Once again, it was a fun 4 days with good friends, good food, good wine, a fireplace, and some good family relaxing time. I might even check into the availability up there for next summer. The rates are much higher, but we’re familiar with the place now, we know that it’ll hold all of us (for now!), and their summer activities sound great. We shall see. Either way, a happy Fall tradition has begun. Hopefully it continues for many years!

My boy

Morrison has been my little buddy since the day he was born, but it’s shown itself even more this year since he started school. I like to think it’s because he misses me during the mornings while he’s at school, or maybe it’s because I miss him during the mornings while he’s at school.

He absolutely adores playing with the twins, which is the most heartwarming thing I could have hoped to happen when we added 2 more kids to our family at once. There has never been an ounce of jealousy from him or any feeling of isolation when attention focuses on the twins. He jumps in and tries to help in the ways he knows how. Which can sometimes be a little much when I’m just trying to get them to stop screaming, but which are usually spot on. And it’s obvious that the twins love him to the moon and back. The 3 of them chase each other around laughing uncontrollably, and no matter how crabby I may be in those moments, I can’t help but just laugh right along with them. The cuteness is overwhelming. And of course his heart swells when he plays with his big sisters, whom he adores equally as much. He’s the middle.

He has a heart of pure gold. His teachers have told me numerous times how wonderful he is at school, how sweet he is to everyone, and how good of a friend he is. He is particularly helpful with one of the special needs friends in his class, and his main teacher told me how amazing he is with this student in particular – always making sure he’s included and can get to or do whatever everyone else is doing; always helping him in their little groups; always sharing. She thanked me for raising such a great kid and said to keep doing whatever I’m doing, but that’s just it with Morrison. I’m really not doing anything – this is all him and his beautiful little spirit.

He’s one of the happiest, most cheerful kids I’ve ever known. Sure he has his meltdowns and still cries sometimes when he doesn’t get his way or his sisters aren’t letting him do whatever, but in general, he is incredibly joyful. He comes out of their room every morning with a sleepy, “Good morning, Mama,” and a hug for me. Except that one morning after a night Packers game where my daily greeting was replaced with, “Go Pack Go.” I’ll let that one slide. 😉 But he is constantly giggling, laughing, bouncing and skipping around, and his little smile is ridiculously infectious.

He loves school with his entire being. He had no hiccups starting this year whatsoever, and I think it’s because he was already so familiar with the place, having been going there literally his whole life. Now it was finally his turn to get to go in with his sisters, and he couldn’t wait. He comes bounding out the doors every day with an excitement that hasn’t wavered since the very first day in September. I get the best running hug you can even imagine.

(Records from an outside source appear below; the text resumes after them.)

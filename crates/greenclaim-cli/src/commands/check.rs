//! Check command implementation.

use super::read_input;
use crate::cli::CheckArgs;
use crate::engine::Pipeline;
use crate::error::Result;
use crate::input::parse_record;
use crate::output::Formatter;

/// Execute the check command.
pub fn execute_check(args: CheckArgs, pipeline: &Pipeline, formatter: &Formatter) -> Result<()> {
    let record = parse_record(&read_input(&args.file)?)?;
    let verdict = pipeline.run(&record)?;

    println!("{}", formatter.format_verdict(&verdict)?);

    Ok(())
}
//! Classifier error types

use thiserror::Error;

/// Errors that can occur when loading or running a classifier
#[derive(Error, Debug)]
pub enum ClassifierError {
    /// Artifact missing, unreadable or inconsistent
    #[error("Classifier unavailable: {0}")]
    Unavailable(String),

    /// Feature vector of the wrong length
    #[error("Feature dimension mismatch: expected {expected}, got {actual}")]
    DimensionMismatch {
        /// Dimension the model was trained on
        expected: usize,
        /// Dimension received
        actual: usize,
    },
}

impl From<std::io::Error> for ClassifierError {
    fn from(e: std::io::Error) -> Self {
        ClassifierError::Unavailable(format!("Failed to read artifact: {}", e))
    }
}

impl From<serde_json::Error> for ClassifierError {
    fn from(e: serde_json::Error) -> Self {
        ClassifierError::Unavailable(format!("Corrupt artifact: {}", e))
    }
}
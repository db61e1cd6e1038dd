//! Keyword vocabularies for the certification rules and override chain
//!
//! Terms are matched as case-insensitive substrings. Certification codes are
//! locale-independent and live in the domain crate.

use serde::{Deserialize, Serialize};

/// Language of the keyword lists
#[derive(Debug, Clone, Copy, PartialEq, Eq, Default, Serialize, Deserialize)]
#[serde(rename_all = "lowercase")]
pub enum Locale {
    /// English terms
    #[default]
    English,
    /// Italian terms
    Italian,
}

/// Keyword lists used by the gates
#[derive(Debug, Clone, PartialEq, Eq, Serialize, Deserialize)]
pub struct Vocabulary {
    /// Recyclability claim term (needs ISO 14021)
    pub recyclable: String,

    /// Carbon neutrality claim term (needs ISO 14064 or PAS 2060)
    pub carbon_neutral: String,

    /// Biodegradability claim term (needs EN 13432)
    pub biodegradable: String,

    /// Terms with no environmental meaning
    pub nonsense_terms: Vec<String>,

    /// Terms announcing a reduction
    pub reduction_terms: Vec<String>,

    /// Terms giving a reduction its point of comparison
    pub comparative_terms: Vec<String>,

    /// Generic environmental adjectives
    pub eco_terms: Vec<String>,
}

fn terms(list: &[&str]) -> Vec<String> {
    list.iter().map(|t| t.to_string()).collect()
}

impl Vocabulary {
    /// Vocabulary for a locale
    pub fn for_locale(locale: Locale) -> Self {
        match locale {
            Locale::English => Self::english(),
            Locale::Italian => Self::italian(),
        }
    }

    /// English terms
    pub fn english() -> Self {
        Self {
            recyclable: "recyclable".to_string(),
            carbon_neutral: "carbon neutral".to_string(),
            biodegradable: "biodegradable".to_string(),
            nonsense_terms: terms(&[
                "magic",
                "flying",
                "enchanted",
                "miracle",
                "eco-love",
                "super-green",
                "mystic",
                "perfect future",
            ]),
            reduction_terms: terms(&["reduction", "reduced", "reduces", "abatement"]),
            comparative_terms: terms(&["compared to", "baseline", "model", "year", "versus"]),
            eco_terms: terms(&["eco", "ecological", "natural"]),
        }
    }

    /// Italian terms
    pub fn italian() -> Self {
        Self {
            recyclable: "riciclabile".to_string(),
            carbon_neutral: "carbon neutral".to_string(),
            biodegradable: "biodegradabile".to_string(),
            nonsense_terms: terms(&[
                "magico",
                "volante",
                "incantato",
                "miracolo",
                "eco love",
                "super green",
                "mistico",
                "futuro perfetto",
            ]),
            reduction_terms: terms(&["riduzione", "ridotte", "abbattimento"]),
            comparative_terms: terms(&["rispetto a", "baseline", "modello", "anno", "comparato"]),
            eco_terms: terms(&["eco", "ecologico", "naturale"]),
        }
    }

    /// Check every list is usable
    pub fn validate(&self) -> Result<(), String> {
        let singles = [
            ("recyclable", &self.recyclable),
            ("carbon_neutral", &self.carbon_neutral),
            ("biodegradable", &self.biodegradable),
        ];
        for (name, term) in singles {
            if term.trim().is_empty() {
                return Err(format!("{} term cannot be empty", name));
            }
        }

        let lists = [
            ("nonsense_terms", &self.nonsense_terms),
            ("reduction_terms", &self.reduction_terms),
            ("comparative_terms", &self.comparative_terms),
            ("eco_terms", &self.eco_terms),
        ];
        for (name, list) in lists {
            if list.iter().any(|t| t.trim().is_empty()) {
                return Err(format!("{} contains an empty term", name));
            }
        }
        Ok(())
    }
}

impl Default for Vocabulary {
    fn default() -> Self {
        Self::english()
    }
}

/// Case-insensitive substring test
pub(crate) fn contains_term(haystack_lower: &str, term: &str) -> bool {
    haystack_lower.contains(&term.to_lowercase())
}

/// True if any term occurs in the lowercased text
pub(crate) fn contains_any(haystack_lower: &str, terms: &[String]) -> bool {
    terms.iter().any(|t| contains_term(haystack_lower, t))
}

#[cfg(test)]
mod tests {
    use super::*;

    #[test]
    fn test_presets_are_valid() {
        assert!(Vocabulary::english().validate().is_ok());
        assert!(Vocabulary::italian().validate().is_ok());
    }

    #[test]
    fn test_for_locale() {
        assert_eq!(Vocabulary::for_locale(Locale::Italian).recyclable, "riciclabile");
        assert_eq!(Vocabulary::for_locale(Locale::English), Vocabulary::default());
    }

    #[test]
    fn test_empty_term_rejected() {
        let mut vocabulary = Vocabulary::english();
        vocabulary.eco_terms.push("  ".to_string());
        assert!(vocabulary.validate().is_err());
    }

    #[test]
    fn test_contains_any_case_insensitive() {
        let list = terms(&["Compared To"]);
        assert!(contains_any("30% less compared to 2020", &list));
        assert!(!contains_any("30% less", &list));
    }
}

He has an amazing knack for numbers that has developed these past couple months. Just tonight he counted to 115 for me and didn’t get one number wrong! He rattles off address numbers as we drive down the street; he loves sports (he just started tennis lessons, too), always asks if there are any games on to watch that day, then constantly updates you on the score of the games; he keeps track of the time on any clock with precision. It’s really impressive, and I’ve taken to calling him “Stats” because of it. But man, for a 4 year old, he is so good. He knows double- and triple-digit numbers, knows some addition and subtraction already, and is always surprising me with how much he knows.

This boy. Morrison John. My boy. For as much as I fully expected a third girl to come out on his birthday, I cannot imagine life without him as him. It definitely wouldn’t be as special as it is now. I love him with every single fiber of my being and feel so lucky to be his Mama.